Prompt: After finding the line with "new service error." in the entries below, retype exactly each line from there through the line with "pub fn is_auth_error(&self)", including that final line.

[Stored data]
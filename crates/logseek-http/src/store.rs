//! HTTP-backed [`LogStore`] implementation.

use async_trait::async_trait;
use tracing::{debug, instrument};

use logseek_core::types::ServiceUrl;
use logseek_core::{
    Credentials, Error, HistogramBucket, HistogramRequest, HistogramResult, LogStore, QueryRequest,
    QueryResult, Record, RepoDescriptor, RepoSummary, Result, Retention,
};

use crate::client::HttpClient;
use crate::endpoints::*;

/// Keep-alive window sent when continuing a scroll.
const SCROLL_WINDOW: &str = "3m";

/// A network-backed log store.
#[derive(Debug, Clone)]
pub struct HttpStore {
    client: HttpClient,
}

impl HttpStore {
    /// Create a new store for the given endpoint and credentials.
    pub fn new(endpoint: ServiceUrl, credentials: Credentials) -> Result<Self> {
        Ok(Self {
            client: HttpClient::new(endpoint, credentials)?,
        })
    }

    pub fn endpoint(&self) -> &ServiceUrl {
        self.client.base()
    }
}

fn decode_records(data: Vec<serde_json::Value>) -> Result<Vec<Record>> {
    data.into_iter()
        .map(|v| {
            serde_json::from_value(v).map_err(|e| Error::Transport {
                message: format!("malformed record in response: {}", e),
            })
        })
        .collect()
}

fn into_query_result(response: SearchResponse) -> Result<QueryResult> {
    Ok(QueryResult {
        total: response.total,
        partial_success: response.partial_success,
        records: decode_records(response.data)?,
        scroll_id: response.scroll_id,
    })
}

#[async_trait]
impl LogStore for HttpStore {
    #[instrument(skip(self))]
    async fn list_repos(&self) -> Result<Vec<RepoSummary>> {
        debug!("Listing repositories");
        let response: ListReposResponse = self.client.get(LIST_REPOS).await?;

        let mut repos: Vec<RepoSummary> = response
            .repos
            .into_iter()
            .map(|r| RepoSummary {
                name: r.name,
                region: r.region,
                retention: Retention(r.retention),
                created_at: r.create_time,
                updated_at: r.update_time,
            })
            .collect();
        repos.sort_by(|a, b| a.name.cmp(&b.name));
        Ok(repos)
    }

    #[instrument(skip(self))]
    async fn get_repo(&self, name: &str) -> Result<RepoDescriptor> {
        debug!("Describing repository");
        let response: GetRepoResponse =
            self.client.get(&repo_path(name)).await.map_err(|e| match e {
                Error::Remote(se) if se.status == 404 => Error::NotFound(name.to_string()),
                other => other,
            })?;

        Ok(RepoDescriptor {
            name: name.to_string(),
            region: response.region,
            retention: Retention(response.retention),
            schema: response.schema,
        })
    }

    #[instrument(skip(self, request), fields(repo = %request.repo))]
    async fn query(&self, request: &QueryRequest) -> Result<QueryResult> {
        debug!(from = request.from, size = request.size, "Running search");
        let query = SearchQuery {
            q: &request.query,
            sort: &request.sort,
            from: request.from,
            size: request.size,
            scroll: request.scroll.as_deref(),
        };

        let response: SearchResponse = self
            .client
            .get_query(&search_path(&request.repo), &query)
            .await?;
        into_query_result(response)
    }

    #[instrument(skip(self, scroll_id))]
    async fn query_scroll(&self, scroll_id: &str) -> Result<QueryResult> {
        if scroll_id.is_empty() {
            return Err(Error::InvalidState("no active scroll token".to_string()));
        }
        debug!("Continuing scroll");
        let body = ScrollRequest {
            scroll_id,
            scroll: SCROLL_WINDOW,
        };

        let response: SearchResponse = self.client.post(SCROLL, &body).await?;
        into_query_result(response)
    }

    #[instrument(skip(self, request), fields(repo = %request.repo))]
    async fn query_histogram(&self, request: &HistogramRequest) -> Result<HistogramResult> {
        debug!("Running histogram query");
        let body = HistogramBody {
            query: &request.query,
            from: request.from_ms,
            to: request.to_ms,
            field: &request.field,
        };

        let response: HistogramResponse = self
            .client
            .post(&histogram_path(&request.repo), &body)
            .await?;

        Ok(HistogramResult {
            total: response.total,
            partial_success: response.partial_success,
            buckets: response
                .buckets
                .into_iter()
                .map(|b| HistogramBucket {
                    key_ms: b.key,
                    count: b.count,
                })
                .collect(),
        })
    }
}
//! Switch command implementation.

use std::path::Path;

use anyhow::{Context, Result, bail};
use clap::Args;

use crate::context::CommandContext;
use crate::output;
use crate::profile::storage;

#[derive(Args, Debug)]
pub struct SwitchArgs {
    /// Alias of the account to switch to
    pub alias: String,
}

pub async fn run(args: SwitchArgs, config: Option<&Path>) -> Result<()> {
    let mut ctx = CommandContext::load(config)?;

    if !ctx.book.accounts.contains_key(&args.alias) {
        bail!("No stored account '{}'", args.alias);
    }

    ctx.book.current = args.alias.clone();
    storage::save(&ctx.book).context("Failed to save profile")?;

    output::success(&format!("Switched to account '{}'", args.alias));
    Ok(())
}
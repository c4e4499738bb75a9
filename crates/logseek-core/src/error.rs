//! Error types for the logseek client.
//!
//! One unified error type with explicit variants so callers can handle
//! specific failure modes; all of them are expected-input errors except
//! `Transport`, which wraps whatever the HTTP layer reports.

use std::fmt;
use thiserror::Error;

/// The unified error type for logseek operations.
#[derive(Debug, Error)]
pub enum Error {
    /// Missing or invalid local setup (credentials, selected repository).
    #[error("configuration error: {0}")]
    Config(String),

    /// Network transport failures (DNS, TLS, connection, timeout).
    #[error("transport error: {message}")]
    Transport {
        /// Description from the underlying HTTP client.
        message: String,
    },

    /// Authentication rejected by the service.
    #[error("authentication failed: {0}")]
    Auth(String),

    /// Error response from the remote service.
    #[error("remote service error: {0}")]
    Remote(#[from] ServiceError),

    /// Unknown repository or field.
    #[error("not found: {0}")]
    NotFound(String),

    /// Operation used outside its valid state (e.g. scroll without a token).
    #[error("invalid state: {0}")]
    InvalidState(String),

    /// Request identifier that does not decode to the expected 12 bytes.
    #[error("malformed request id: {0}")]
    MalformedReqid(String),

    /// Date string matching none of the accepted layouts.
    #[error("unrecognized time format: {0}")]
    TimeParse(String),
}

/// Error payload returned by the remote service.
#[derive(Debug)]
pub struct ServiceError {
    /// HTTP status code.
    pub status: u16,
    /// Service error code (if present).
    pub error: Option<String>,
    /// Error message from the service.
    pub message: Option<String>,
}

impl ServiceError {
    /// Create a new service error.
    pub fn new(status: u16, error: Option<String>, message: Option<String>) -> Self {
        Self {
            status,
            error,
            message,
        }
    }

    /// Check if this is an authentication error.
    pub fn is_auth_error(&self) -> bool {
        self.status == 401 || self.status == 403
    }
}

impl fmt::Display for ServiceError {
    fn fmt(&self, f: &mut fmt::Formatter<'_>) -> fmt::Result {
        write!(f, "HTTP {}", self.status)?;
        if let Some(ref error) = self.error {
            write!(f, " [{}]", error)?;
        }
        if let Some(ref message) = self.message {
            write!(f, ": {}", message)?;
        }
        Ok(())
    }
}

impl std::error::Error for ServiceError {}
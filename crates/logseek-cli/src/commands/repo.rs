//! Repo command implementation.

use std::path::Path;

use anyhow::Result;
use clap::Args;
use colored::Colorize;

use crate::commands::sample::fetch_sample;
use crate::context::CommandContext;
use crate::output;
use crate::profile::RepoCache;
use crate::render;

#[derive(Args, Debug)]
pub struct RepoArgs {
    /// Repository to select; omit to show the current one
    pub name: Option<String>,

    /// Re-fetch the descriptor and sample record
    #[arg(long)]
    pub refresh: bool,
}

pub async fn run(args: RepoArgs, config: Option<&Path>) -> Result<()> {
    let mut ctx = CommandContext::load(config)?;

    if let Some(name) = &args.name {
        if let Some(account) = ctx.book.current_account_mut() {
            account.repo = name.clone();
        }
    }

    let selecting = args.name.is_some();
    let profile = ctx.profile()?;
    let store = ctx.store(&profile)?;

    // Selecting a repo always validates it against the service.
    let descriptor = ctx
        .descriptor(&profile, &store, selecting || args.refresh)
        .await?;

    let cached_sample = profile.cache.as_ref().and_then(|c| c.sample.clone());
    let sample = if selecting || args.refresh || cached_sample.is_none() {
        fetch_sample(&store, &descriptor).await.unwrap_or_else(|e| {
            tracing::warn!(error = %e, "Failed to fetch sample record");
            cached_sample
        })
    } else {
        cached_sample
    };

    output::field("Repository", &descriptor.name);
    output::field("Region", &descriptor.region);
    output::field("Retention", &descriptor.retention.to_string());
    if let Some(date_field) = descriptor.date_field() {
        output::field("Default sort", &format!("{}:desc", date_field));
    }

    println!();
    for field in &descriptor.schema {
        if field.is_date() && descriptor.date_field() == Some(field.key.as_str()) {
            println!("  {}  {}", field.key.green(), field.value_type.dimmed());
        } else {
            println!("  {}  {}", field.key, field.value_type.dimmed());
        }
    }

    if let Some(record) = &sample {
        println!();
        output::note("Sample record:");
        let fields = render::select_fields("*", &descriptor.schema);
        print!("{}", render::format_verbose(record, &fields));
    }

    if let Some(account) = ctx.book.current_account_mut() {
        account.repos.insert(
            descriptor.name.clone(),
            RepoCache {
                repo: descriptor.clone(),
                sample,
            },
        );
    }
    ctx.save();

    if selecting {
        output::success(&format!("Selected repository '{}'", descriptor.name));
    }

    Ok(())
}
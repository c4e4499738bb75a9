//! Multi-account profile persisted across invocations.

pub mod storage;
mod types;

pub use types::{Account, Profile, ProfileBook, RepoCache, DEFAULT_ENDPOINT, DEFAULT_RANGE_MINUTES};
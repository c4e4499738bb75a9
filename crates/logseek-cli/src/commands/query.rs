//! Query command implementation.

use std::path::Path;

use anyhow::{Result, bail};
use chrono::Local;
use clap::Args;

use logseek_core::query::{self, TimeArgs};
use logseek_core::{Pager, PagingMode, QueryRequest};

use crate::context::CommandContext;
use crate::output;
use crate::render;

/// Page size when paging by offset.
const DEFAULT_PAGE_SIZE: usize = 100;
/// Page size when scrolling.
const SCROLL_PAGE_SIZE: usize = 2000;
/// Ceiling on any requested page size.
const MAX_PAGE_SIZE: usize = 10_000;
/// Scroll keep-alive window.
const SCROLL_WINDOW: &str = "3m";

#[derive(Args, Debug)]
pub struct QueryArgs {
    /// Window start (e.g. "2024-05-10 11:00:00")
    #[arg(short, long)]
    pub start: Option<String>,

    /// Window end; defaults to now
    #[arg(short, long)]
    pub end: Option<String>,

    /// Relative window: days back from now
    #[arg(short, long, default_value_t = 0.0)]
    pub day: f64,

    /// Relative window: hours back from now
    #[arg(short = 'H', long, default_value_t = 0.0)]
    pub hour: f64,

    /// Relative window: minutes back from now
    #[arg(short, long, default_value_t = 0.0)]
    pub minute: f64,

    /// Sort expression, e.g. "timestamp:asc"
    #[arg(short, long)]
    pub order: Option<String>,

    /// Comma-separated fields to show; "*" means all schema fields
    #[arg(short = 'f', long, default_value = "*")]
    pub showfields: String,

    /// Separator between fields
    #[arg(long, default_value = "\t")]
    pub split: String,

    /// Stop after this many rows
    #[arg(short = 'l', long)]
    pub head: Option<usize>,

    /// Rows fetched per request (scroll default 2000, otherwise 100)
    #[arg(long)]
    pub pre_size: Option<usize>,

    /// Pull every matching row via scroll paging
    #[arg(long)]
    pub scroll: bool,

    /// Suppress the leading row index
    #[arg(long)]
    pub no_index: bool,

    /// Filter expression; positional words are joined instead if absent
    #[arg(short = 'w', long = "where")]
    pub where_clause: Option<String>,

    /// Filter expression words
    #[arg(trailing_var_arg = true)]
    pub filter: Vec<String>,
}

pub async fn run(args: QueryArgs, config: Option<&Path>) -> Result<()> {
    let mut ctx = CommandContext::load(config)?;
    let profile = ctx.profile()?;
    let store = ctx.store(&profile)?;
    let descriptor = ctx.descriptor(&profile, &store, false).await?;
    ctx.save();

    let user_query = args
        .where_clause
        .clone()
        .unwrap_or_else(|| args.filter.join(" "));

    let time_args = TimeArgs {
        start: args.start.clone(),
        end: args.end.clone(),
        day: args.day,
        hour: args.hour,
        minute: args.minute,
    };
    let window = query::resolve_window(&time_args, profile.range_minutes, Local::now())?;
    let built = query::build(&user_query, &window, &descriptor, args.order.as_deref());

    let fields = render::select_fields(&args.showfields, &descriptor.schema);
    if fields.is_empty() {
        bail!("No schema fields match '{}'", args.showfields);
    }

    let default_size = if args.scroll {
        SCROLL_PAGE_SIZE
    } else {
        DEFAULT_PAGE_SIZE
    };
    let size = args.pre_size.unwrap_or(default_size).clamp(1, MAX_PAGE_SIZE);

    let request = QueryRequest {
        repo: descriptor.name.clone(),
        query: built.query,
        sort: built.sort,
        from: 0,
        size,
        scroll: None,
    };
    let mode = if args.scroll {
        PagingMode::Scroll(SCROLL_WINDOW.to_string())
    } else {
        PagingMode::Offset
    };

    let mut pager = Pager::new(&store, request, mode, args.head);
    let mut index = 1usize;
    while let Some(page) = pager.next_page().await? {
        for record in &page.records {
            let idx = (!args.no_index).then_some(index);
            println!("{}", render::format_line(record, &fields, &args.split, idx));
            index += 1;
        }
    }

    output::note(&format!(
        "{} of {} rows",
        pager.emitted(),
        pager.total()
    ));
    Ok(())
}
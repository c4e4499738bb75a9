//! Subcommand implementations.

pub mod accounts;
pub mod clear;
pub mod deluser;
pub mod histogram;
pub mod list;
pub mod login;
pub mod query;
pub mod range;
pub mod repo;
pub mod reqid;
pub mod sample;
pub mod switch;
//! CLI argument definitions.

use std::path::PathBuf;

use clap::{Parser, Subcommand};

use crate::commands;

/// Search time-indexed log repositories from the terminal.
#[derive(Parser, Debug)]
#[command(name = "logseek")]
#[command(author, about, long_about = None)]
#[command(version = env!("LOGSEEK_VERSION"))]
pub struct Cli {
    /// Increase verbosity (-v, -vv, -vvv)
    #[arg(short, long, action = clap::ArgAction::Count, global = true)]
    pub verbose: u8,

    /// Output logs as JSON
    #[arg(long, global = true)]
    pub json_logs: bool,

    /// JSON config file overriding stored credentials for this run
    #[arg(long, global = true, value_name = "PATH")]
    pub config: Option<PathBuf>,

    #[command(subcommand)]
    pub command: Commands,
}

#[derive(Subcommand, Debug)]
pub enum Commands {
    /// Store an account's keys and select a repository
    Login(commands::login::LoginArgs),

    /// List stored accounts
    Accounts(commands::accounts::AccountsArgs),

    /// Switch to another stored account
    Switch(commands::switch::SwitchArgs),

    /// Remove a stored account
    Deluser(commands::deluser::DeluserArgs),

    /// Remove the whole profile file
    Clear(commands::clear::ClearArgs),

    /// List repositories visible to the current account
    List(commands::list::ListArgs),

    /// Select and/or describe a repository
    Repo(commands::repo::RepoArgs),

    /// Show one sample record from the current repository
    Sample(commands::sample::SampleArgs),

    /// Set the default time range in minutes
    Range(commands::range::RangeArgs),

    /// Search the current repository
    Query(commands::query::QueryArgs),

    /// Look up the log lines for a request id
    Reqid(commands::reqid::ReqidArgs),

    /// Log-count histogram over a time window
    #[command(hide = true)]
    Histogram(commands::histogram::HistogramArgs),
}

Exercise result:
    /// Create a new service error.
    pub fn new(status: u16, error: Option<String>, message: Option<String>) -> Self {
        Self {
            status,
            error,
            message,
        }
    }

    /// Check if this is an authentication error.
    pub fn is_auth_error(&self) -> bool {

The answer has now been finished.